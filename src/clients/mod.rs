pub mod classifier_client;

pub use classifier_client::ClassifierClient;

use std::sync::Arc;

use async_trait::async_trait;

use crate::error::ApiError;
use crate::models::EmailClassification;

/// 邮件分类能力
///
/// 编排层只依赖这个 trait，测试中可以替换为脚本化的实现。
#[async_trait]
pub trait EmailClassifier: Send + Sync {
    /// 对一封邮件进行分类，不做任何重试
    async fn classify(&self, content: &str) -> Result<EmailClassification, ApiError>;
}

#[async_trait]
impl<T: EmailClassifier + ?Sized> EmailClassifier for Arc<T> {
    async fn classify(&self, content: &str) -> Result<EmailClassification, ApiError> {
        (**self).classify(content).await
    }
}
//! 批量输入加载 - 业务能力层
//!
//! 把上传的文本文件拆成"一行一封"的邮件列表

use std::path::Path;

use tokio::fs;
use tracing::{debug, info};

use crate::error::{AppError, AppResult};

/// 默认最短行长度：不超过该长度的行会被丢弃
pub const DEFAULT_MIN_LINE_LENGTH: usize = 10;

/// 按换行拆分文件内容
///
/// 每行去除首尾空白，只保留字符数大于 `min_len` 的行。
pub fn split_batch_lines(content: &str, min_len: usize) -> Vec<String> {
    content
        .lines()
        .map(str::trim)
        .filter(|line| line.chars().count() > min_len)
        .map(str::to_string)
        .collect()
}

/// 读取批量文件
pub async fn load_batch_file(path: &Path, min_len: usize) -> AppResult<Vec<String>> {
    let content = fs::read_to_string(path)
        .await
        .map_err(|e| AppError::file_read_failed(path.display().to_string(), e))?;

    let total_lines = content.lines().count();
    let emails = split_batch_lines(&content, min_len);
    debug!(
        "丢弃了 {} 行过短内容 (<= {} 字符)",
        total_lines - emails.len(),
        min_len
    );
    info!(
        "📁 已加载 {}: {} 封邮件",
        path.file_name().unwrap_or_default().to_string_lossy(),
        emails.len()
    );

    Ok(emails)
}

▶ _ACTION ITEM_: Give back the entire listing, line for line, exactly as it stands.

▶ _SOLUTION FOR THIS EXERCISE_:
filename src/clients/mod.rs
pub mod classifier_client;

pub use classifier_client::ClassifierClient;

use std::sync::Arc;

use async_trait::async_trait;

use crate::error::ApiError;
use crate::models::EmailClassification;

/// 邮件分类能力
///
/// 编排层只依赖这个 trait，测试中可以替换为脚本化的实现。
#[async_trait]
pub trait EmailClassifier: Send + Sync {
    /// 对一封邮件进行分类，不做任何重试
    async fn classify(&self, content: &str) -> Result<EmailClassification, ApiError>;
}

#[async_trait]
impl<T: EmailClassifier + ?Sized> EmailClassifier for Arc<T> {
    async fn classify(&self, content: &str) -> Result<EmailClassification, ApiError> {
        (**self).classify(content).await
    }
}
//! 批量输入加载 - 业务能力层
//!
//! 把上传的文本文件拆成"一行一封"的邮件列表

use std::path::Path;

use tokio::fs;
use tracing::{debug, info};

use crate::error::{AppError, AppResult};

/// 默认最短行长度：不超过该长度的行会被丢弃
pub const DEFAULT_MIN_LINE_LENGTH: usize = 10;

/// 按换行拆分文件内容
///
/// 每行去除首尾空白，只保留字符数大于 `min_len` 的行。
pub fn split_batch_lines(content: &str, min_len: usize) -> Vec<String> {
    content
        .lines()
        .map(str::trim)
        .filter(|line| line.chars().count() > min_len)
        .map(str::to_string)
        .collect()
}

/// 读取批量文件
pub async fn load_batch_file(path: &Path, min_len: usize) -> AppResult<Vec<String>> {
    let content = fs::read_to_string(path)
        .await
        .map_err(|e| AppError::file_read_failed(path.display().to_string(), e))?;

    let total_lines = content.lines().count();
    let emails = split_batch_lines(&content, min_len);
    debug!(
        "丢弃了 {} 行过短内容 (<= {} 字符)",
        total_lines - emails.len(),
        min_len
    );
    info!(
        "📁 已加载 {}: {} 封邮件",
        path.file_name().unwrap_or_default().to_string_lossy(),
        emails.len()
    );

    Ok(emails)
}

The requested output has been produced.